Airlines Call Out Massachusetts Sick-Leave Law

BOSTON (CN) – A coalition of airlines seeking an exemption from a state mandate filed a lawsuit claiming Massachusetts’ sick-time law is unconstitutional and contributes to flight delays and cancellations.

(AP Photo/Lynne Sladky, File)

Represented by attorney Robert Siegel from Los Angeles-based O’Melveny & Myers LLP, Airlines for America claims the Bay State’s mandate for earned sick time curtails the airline industry’s ability to monitor and prevent abuse of sick leave, which allegedly results in significant spikes in flight and ground crew absences and culminates in delayed and cancelled flights.

“Because the burdens on operations imposed by the earned sick-time law substantially impact airline prices, routes and services, the law is both unconstitutional and preempted by the [Airline Deregulation Act],” according to the complaint filed Wednesday in Boston federal court.

Massachusetts’ earned sick-time law requires employers to provide a minimum of one hour of earned sick time for every 30 hours worked by an employee, up to 40 hours per year.

The 24-page complaint notes that airline workers already receive generous sick leave from their employers and Massachusetts law conflicts with carefully negotiated provisions in collective-bargaining agreements with union representatives.

The earned sick-time law also interferes with member airlines’ enforcement of nationwide attendance and reliability policies, according to the lawsuit.

In addition, the suit notes that flight crew employees spend most of their work time in federally regulated airspace, not in Massachusetts.

Washington, D.C.-based lobbying group Airlines for America says its members and affiliates account for more than 70 percent of the annual passenger and cargo traffic on U.S. airlines and provide more than 450,000 full-time equivalent airline-industry jobs.

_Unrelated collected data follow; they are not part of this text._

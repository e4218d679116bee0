//! Web search via the DuckDuckGo HTML endpoint.

use std::collections::HashSet;
use std::time::Duration;

use async_trait::async_trait;
use reqwest::Client;
use scraper::{Html, Selector};
use tracing::{debug, warn};
use url::Url;

use casescout_shared::{CaseScoutError, ResearchOptions, Result};

/// User-Agent string for search requests.
const USER_AGENT: &str = concat!("CaseScout/", env!("CARGO_PKG_VERSION"));

/// Public DuckDuckGo HTML endpoint (no API key required).
const DUCKDUCKGO_ENDPOINT: &str = "https://html.duckduckgo.com/html/";

// ---------------------------------------------------------------------------
// Trait
// ---------------------------------------------------------------------------

/// A relevance-ordered URL search.
///
/// Implementations return at most `limit` URLs, possibly none. An empty
/// result is not an error; transport and HTTP failures are.
#[async_trait]
pub trait SearchProvider: Send + Sync {
    async fn search(&self, query: &str, limit: usize) -> Result<Vec<String>>;
}

// ---------------------------------------------------------------------------
// DuckDuckGo
// ---------------------------------------------------------------------------

/// Search provider scraping the DuckDuckGo HTML endpoint.
pub struct DuckDuckGoSearch {
    client: Client,
    endpoint: String,
    region: String,
}

impl DuckDuckGoSearch {
    /// Create a provider with the configured region and timeout.
    pub fn new(opts: &ResearchOptions) -> Result<Self> {
        let client = Client::builder()
            .user_agent(USER_AGENT)
            .redirect(reqwest::redirect::Policy::limited(5))
            .timeout(Duration::from_secs(opts.http_timeout_secs))
            .build()
            .map_err(|e| CaseScoutError::Network(format!("failed to build HTTP client: {e}")))?;

        Ok(Self {
            client,
            endpoint: DUCKDUCKGO_ENDPOINT.to_string(),
            region: opts.search_region.clone(),
        })
    }

    /// Point the provider at a different endpoint (for integration tests).
    #[cfg(test)]
    fn with_endpoint(mut self, endpoint: impl Into<String>) -> Self {
        self.endpoint = endpoint.into();
        self
    }
}

#[async_trait]
impl SearchProvider for DuckDuckGoSearch {
    async fn search(&self, query: &str, limit: usize) -> Result<Vec<String>> {
        if limit == 0 {
            return Ok(Vec::new());
        }

        let url = Url::parse_with_params(
            &self.endpoint,
            [("q", query), ("kl", self.region.as_str())],
        )
        .map_err(|e| CaseScoutError::parse(format!("search url: {e}")))?;

        debug!(%query, limit, "searching");

        let response = self
            .client
            .get(url)
            .send()
            .await
            .map_err(|e| CaseScoutError::Network(format!("search request: {e}")))?;

        let status = response.status();
        if status == reqwest::StatusCode::TOO_MANY_REQUESTS {
            return Err(CaseScoutError::Network(
                "search rate limited (HTTP 429)".into(),
            ));
        }
        if !status.is_success() {
            return Err(CaseScoutError::Network(format!("search: HTTP {status}")));
        }

        let body = response
            .text()
            .await
            .map_err(|e| CaseScoutError::Network(format!("search body read failed: {e}")))?;

        let results = parse_results(&body, limit);
        if results.is_empty() {
            warn!(%query, "search returned no results");
        }
        Ok(results)
    }
}

/// Extract result URLs from a DuckDuckGo HTML page, in page order.
fn parse_results(html: &str, limit: usize) -> Vec<String> {
    let doc = Html::parse_document(html);
    let link_sel = Selector::parse("a.result__a").unwrap();

    let mut seen = HashSet::new();
    let mut results = Vec::new();

    for el in doc.select(&link_sel) {
        if results.len() >= limit {
            break;
        }
        let Some(href) = el.value().attr("href") else {
            continue;
        };
        let Some(target) = resolve_result_href(href) else {
            continue;
        };
        if target.contains("duckduckgo.com") {
            continue;
        }
        if seen.insert(target.clone()) {
            results.push(target);
        }
    }

    results
}

/// Unwrap DuckDuckGo's `/l/?uddg=<encoded>` redirect wrapper, or pass
/// through links that are already absolute http(s) URLs.
fn resolve_result_href(href: &str) -> Option<String> {
    let absolute = if href.starts_with("//") {
        format!("https:{href}")
    } else if href.starts_with('/') {
        format!("https://duckduckgo.com{href}")
    } else {
        href.to_string()
    };

    let parsed = Url::parse(&absolute).ok()?;
    if let Some((_, target)) = parsed.query_pairs().find(|(k, _)| k == "uddg") {
        return Some(target.into_owned());
    }
    if parsed.scheme() == "http" || parsed.scheme() == "https" {
        return Some(absolute);
    }
    None
}

#[cfg(test)]
mod tests {
    use super::*;

    use wiremock::matchers::method;
    use wiremock::{Mock, MockServer, ResponseTemplate};

    /// Cut-down version of what the HTML endpoint actually serves.
    const RESULTS_PAGE: &str = r#"<html><body>
        <div class="result">
            <a class="result__a" href="//duckduckgo.com/l/?uddg=https%3A%2F%2Facme.example%2F&amp;rut=abc">Acme Corp</a>
        </div>
        <div class="result">
            <a class="result__a" href="https://acme-blog.example/about">Acme blog</a>
        </div>
        <div class="result">
            <a class="result__a" href="//duckduckgo.com/l/?uddg=https%3A%2F%2Facme.example%2F">Acme again</a>
        </div>
    </body></html>"#;

    #[test]
    fn parse_results_unwraps_redirects_in_page_order() {
        let results = parse_results(RESULTS_PAGE, 5);
        assert_eq!(
            results,
            vec![
                "https://acme.example/".to_string(),
                "https://acme-blog.example/about".to_string(),
            ]
        );
    }

    #[test]
    fn parse_results_respects_limit() {
        let results = parse_results(RESULTS_PAGE, 1);
        assert_eq!(results, vec!["https://acme.example/".to_string()]);
    }

    #[test]
    fn resolve_href_variants() {
        assert_eq!(
            resolve_result_href("/l/?uddg=https%3A%2F%2Fexample.com%2Fdocs"),
            Some("https://example.com/docs".to_string())
        );
        assert_eq!(
            resolve_result_href("https://example.com/page"),
            Some("https://example.com/page".to_string())
        );
        assert_eq!(resolve_result_href("javascript:void(0)"), None);
    }

    #[tokio::test]
    async fn search_returns_urls_from_endpoint() {
        let server = MockServer::start().await;

        Mock::given(method("GET"))
            .respond_with(ResponseTemplate::new(200).set_body_string(RESULTS_PAGE))
            .mount(&server)
            .await;

        let provider = DuckDuckGoSearch::new(&ResearchOptions::default())
            .unwrap()
            .with_endpoint(format!("{}/html/", server.uri()));

        let results = provider.search("Acme Corp", 2).await.expect("search");
        assert_eq!(results.len(), 2);
        assert_eq!(results[0], "https://acme.example/");
    }

    #[tokio::test]
    async fn search_propagates_rate_limit() {
        let server = MockServer::start().await;

        Mock::given(method("GET"))
            .respond_with(ResponseTemplate::new(429))
            .mount(&server)
            .await;

        let provider = DuckDuckGoSearch::new(&ResearchOptions::default())
            .unwrap()
            .with_endpoint(format!("{}/html/", server.uri()));

        let err = provider.search("Acme Corp", 2).await.unwrap_err();
        assert!(err.to_string().contains("rate limited"));
    }

    #[tokio::test]
    async fn empty_results_page_is_not_an_error() {
        let server = MockServer::start().await;

        Mock::given(method("GET"))
            .respond_with(
                ResponseTemplate::new(200).set_body_string("<html><body>no results</body></html>"),
            )
            .mount(&server)
            .await;

        let provider = DuckDuckGoSearch::new(&ResearchOptions::default())
            .unwrap()
            .with_endpoint(format!("{}/html/", server.uri()));

        let results = provider.search("gibberish", 2).await.expect("search");
        assert!(results.is_empty());
    }
}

The group’s member companies include Alaska Airlines, American Airlines, Atlas Air, FedEx, Hawaiian Airlines, JetBlue, Southwest Airlines, United Airlines and UPS.

Its lawsuit seeks a permanent injunction prohibiting enforcement of Massachusetts’ earned sick-time law against airlines with respect to their flight and ground crew personnel.

As an example of the problem, the lawsuit states, one of Airlines for America’s member airlines shut down a flight attendant base because compliance with a local jurisdiction’s paid sick-leave law triggered an accelerated increase in the number of sick calls, which disrupted operations.

“Compliance with every state or local sick leave law imposed by jurisdictions in which A4A member airlines operate is nearly impossible, and even if it were possible, it would be extremely burdensome,” the complaint states.

The lawsuit’s lone defendant is Massachusetts Attorney General Maura Healey. A spokeswoman in her office declined to comment.

Airlines for America contends the state law imposes an hourly sick-leave accrual rate, whereas flight and ground crew personnel often accrue sick leave in ways that are not easily converted into hours worked.

According to the complaint, in exchange for the airline employees’ bargained-for benefits, the airlines typically reserve the right to monitor employee attendance and reliability to ensure compliance with federal regulations governing leave and rest requirements and aviation safety, and to maintain the appropriate level of staffing for on-time departures of flights.

Airlines for America seek a declaration that the Massachusetts earned sick-time law is preempted by the Airline Deregulation Act because it adversely affects air carrier prices, routes and services.

The case has been assigned to U.S. District Judge Allison D. Burroughs.